Source data:
========================================================================
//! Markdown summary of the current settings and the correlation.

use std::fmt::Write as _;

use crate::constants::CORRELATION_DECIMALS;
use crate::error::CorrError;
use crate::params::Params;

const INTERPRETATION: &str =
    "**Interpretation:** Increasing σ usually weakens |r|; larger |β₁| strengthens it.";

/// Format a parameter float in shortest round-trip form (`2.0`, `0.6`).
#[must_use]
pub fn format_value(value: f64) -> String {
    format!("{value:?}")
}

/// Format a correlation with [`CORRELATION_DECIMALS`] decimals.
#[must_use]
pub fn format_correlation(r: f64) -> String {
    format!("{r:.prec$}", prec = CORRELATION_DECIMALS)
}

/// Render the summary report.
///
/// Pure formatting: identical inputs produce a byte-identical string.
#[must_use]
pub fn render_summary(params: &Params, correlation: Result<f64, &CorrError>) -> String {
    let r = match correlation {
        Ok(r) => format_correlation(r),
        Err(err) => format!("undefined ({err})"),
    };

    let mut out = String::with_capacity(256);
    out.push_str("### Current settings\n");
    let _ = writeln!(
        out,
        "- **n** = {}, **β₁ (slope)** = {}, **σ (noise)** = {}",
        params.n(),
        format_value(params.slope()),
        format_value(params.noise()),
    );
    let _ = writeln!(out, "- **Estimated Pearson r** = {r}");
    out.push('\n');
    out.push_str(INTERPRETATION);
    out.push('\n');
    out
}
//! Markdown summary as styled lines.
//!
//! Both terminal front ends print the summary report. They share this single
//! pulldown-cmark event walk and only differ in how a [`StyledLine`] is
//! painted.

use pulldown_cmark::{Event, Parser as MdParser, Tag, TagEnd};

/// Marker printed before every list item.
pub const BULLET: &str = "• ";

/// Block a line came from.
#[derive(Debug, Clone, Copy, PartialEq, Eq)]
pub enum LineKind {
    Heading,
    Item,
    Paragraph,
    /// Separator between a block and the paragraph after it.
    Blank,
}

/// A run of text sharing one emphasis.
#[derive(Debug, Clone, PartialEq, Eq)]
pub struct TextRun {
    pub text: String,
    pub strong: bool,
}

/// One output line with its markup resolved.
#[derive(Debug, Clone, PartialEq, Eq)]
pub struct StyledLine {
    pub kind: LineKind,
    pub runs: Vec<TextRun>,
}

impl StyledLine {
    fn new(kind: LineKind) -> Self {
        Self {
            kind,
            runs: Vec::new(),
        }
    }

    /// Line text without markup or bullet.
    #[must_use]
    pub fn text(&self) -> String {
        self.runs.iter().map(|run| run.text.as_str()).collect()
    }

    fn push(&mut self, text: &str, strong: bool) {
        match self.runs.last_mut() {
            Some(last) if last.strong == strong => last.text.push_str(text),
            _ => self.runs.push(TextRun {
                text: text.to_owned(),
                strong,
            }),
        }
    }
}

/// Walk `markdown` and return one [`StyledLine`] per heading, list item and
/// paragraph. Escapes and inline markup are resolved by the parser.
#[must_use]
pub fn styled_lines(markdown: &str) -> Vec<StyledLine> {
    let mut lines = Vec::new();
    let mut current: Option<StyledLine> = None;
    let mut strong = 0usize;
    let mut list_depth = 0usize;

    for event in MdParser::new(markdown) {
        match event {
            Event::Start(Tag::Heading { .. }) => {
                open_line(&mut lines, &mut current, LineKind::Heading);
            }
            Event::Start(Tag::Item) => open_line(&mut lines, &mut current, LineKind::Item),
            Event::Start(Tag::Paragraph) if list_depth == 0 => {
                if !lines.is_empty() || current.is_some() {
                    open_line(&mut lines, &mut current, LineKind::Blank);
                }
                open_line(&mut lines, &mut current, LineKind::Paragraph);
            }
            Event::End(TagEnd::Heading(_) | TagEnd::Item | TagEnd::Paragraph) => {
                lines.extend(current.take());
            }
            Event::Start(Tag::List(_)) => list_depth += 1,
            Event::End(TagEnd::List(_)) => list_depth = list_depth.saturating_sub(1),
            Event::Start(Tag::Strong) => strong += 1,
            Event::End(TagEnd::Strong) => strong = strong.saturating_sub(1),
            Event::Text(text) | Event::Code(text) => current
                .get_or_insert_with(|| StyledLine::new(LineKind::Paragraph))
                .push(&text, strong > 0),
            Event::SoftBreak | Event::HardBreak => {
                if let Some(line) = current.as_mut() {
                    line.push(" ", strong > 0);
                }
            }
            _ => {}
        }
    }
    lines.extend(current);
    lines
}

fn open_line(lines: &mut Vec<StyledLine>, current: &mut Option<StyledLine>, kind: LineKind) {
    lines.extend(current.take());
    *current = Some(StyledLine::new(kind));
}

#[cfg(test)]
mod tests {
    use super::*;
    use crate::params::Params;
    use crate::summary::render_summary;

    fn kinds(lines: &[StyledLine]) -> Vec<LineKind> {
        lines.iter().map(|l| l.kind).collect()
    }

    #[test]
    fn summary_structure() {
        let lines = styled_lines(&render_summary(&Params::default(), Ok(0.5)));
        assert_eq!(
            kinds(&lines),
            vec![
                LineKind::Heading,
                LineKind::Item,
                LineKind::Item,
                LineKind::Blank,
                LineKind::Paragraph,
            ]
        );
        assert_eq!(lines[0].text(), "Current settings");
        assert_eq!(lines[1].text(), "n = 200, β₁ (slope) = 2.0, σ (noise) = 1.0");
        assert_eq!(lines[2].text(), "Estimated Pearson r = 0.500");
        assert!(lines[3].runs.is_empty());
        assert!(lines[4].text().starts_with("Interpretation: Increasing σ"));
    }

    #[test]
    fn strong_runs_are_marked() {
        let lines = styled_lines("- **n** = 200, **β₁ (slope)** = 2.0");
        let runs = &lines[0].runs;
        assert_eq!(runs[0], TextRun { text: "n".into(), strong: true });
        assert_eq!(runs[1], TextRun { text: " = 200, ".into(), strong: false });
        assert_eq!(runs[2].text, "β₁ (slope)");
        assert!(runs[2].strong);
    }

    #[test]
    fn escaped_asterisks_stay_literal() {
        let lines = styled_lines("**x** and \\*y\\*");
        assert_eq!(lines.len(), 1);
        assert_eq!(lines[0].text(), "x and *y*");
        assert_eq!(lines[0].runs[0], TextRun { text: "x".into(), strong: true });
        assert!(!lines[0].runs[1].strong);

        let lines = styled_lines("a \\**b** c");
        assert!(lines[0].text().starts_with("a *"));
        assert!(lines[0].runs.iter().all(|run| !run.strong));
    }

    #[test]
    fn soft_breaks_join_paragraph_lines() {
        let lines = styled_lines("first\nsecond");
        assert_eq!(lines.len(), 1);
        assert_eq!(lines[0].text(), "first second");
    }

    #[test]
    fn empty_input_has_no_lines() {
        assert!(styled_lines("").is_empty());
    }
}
========================================================================
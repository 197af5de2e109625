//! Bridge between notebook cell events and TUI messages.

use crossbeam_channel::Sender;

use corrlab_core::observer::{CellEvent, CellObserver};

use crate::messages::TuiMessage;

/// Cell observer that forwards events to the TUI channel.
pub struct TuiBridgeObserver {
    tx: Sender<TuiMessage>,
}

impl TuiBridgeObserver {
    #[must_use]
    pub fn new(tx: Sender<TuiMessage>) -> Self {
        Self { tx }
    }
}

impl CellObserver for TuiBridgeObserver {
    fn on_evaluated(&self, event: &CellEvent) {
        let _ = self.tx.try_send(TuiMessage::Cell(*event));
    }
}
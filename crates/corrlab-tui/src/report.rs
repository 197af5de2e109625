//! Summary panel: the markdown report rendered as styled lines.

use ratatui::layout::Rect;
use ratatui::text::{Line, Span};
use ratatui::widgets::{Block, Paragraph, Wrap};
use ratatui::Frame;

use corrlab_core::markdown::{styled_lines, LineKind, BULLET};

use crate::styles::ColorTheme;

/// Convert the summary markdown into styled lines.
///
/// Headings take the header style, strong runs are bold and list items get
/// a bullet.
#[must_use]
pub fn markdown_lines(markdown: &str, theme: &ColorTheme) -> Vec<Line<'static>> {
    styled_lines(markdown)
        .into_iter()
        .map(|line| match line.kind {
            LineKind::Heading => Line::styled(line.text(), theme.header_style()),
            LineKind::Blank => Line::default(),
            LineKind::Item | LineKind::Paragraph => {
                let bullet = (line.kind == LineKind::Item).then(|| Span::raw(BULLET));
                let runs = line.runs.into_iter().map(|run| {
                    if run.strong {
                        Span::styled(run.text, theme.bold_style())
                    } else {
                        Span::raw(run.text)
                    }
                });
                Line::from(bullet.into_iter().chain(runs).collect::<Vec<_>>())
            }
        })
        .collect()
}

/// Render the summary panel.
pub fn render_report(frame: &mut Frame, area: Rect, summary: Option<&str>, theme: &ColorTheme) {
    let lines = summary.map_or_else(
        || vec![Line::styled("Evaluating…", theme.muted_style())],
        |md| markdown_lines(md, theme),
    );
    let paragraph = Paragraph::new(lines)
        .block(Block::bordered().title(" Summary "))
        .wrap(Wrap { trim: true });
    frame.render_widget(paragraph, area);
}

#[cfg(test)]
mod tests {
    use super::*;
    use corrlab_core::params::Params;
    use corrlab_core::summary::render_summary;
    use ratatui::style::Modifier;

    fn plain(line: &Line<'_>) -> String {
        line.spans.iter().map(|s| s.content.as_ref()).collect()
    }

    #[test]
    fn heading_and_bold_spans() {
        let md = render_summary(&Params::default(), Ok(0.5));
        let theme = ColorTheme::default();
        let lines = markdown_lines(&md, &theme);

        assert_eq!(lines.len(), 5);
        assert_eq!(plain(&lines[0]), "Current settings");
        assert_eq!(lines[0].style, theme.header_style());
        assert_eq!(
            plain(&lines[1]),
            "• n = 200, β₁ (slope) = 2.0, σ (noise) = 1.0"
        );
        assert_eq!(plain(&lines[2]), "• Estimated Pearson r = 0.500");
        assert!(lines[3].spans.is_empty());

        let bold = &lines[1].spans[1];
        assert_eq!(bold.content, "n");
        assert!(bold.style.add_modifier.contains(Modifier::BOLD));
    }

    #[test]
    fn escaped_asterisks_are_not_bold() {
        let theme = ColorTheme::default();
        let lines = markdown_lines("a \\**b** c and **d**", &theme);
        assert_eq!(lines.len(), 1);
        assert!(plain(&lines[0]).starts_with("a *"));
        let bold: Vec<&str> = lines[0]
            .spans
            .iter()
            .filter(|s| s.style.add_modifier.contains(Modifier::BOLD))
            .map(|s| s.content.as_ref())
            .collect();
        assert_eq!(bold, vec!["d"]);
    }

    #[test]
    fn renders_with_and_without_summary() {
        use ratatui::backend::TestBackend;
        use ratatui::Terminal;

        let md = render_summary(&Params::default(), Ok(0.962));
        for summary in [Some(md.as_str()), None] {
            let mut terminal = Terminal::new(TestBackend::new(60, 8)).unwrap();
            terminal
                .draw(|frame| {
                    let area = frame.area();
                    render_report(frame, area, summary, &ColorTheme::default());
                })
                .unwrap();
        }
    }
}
========================================================================
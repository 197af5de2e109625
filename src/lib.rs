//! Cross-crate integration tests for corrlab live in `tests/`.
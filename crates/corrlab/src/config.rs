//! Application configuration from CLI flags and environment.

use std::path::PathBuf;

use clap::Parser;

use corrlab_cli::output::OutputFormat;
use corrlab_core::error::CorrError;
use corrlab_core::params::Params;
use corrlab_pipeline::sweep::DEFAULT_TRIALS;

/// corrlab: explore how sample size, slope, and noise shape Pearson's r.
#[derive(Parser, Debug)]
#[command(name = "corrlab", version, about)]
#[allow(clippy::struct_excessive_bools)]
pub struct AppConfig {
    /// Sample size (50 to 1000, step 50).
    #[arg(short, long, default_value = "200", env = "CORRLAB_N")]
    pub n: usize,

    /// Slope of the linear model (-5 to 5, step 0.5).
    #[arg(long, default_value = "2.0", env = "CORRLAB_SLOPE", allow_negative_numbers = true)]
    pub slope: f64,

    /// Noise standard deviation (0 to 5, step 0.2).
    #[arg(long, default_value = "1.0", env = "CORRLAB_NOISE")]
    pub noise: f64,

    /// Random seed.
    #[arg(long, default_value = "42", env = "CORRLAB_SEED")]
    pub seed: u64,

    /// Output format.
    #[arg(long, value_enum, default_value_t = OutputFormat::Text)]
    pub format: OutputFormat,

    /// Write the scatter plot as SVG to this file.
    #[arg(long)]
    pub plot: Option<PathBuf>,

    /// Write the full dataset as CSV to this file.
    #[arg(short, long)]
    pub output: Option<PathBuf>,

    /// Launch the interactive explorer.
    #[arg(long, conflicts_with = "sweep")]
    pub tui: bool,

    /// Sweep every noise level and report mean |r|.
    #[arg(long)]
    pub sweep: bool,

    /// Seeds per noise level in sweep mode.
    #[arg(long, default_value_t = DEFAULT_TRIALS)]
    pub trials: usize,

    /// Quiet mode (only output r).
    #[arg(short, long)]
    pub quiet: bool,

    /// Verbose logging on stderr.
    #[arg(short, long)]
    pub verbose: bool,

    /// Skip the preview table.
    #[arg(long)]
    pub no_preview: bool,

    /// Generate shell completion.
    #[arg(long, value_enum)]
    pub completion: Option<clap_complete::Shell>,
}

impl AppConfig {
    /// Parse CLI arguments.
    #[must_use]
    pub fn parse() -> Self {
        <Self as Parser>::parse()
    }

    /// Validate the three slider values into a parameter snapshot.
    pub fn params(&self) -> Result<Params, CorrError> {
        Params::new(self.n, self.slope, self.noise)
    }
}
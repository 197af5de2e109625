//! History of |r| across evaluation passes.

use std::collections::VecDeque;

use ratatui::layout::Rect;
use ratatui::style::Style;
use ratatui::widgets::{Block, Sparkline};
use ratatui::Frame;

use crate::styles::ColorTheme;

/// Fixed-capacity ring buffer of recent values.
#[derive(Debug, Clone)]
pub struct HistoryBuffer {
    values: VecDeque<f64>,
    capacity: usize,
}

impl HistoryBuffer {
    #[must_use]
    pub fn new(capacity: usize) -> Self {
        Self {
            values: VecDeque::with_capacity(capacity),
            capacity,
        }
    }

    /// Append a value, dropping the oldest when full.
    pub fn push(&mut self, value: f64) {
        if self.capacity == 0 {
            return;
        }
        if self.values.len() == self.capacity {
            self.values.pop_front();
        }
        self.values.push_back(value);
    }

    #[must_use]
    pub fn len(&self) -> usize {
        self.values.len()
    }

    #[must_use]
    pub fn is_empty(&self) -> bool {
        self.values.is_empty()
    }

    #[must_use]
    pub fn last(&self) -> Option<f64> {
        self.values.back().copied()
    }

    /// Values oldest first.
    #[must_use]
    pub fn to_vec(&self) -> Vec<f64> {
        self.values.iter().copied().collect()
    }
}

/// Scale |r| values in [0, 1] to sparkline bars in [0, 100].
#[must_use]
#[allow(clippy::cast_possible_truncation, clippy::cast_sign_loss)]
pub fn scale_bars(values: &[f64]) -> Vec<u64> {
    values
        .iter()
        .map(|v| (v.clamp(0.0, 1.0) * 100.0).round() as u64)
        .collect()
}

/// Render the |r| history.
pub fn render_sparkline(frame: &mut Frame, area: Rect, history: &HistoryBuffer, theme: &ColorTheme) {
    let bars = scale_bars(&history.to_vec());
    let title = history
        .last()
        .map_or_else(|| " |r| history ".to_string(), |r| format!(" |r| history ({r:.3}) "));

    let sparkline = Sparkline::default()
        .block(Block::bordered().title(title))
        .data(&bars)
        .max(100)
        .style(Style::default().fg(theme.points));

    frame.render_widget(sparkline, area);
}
========================================================================
Problem description: In the entries above, the lines from the one bearing "and the correlation." up to and including the one bearing "share this single" should be transcribed exactly; no other line is wanted.

Solved problem:
//! Markdown summary of the current settings and the correlation.

use std::fmt::Write as _;

use crate::constants::CORRELATION_DECIMALS;
use crate::error::CorrError;
use crate::params::Params;

const INTERPRETATION: &str =
    "**Interpretation:** Increasing σ usually weakens |r|; larger |β₁| strengthens it.";

/// Format a parameter float in shortest round-trip form (`2.0`, `0.6`).
#[must_use]
pub fn format_value(value: f64) -> String {
    format!("{value:?}")
}

/// Format a correlation with [`CORRELATION_DECIMALS`] decimals.
#[must_use]
pub fn format_correlation(r: f64) -> String {
    format!("{r:.prec$}", prec = CORRELATION_DECIMALS)
}

/// Render the summary report.
///
/// Pure formatting: identical inputs produce a byte-identical string.
#[must_use]
pub fn render_summary(params: &Params, correlation: Result<f64, &CorrError>) -> String {
    let r = match correlation {
        Ok(r) => format_correlation(r),
        Err(err) => format!("undefined ({err})"),
    };

    let mut out = String::with_capacity(256);
    out.push_str("### Current settings\n");
    let _ = writeln!(
        out,
        "- **n** = {}, **β₁ (slope)** = {}, **σ (noise)** = {}",
        params.n(),
        format_value(params.slope()),
        format_value(params.noise()),
    );
    let _ = writeln!(out, "- **Estimated Pearson r** = {r}");
    out.push('\n');
    out.push_str(INTERPRETATION);
    out.push('\n');
    out
}
//! Markdown summary as styled lines.
//!
//! Both terminal front ends print the summary report. They share this single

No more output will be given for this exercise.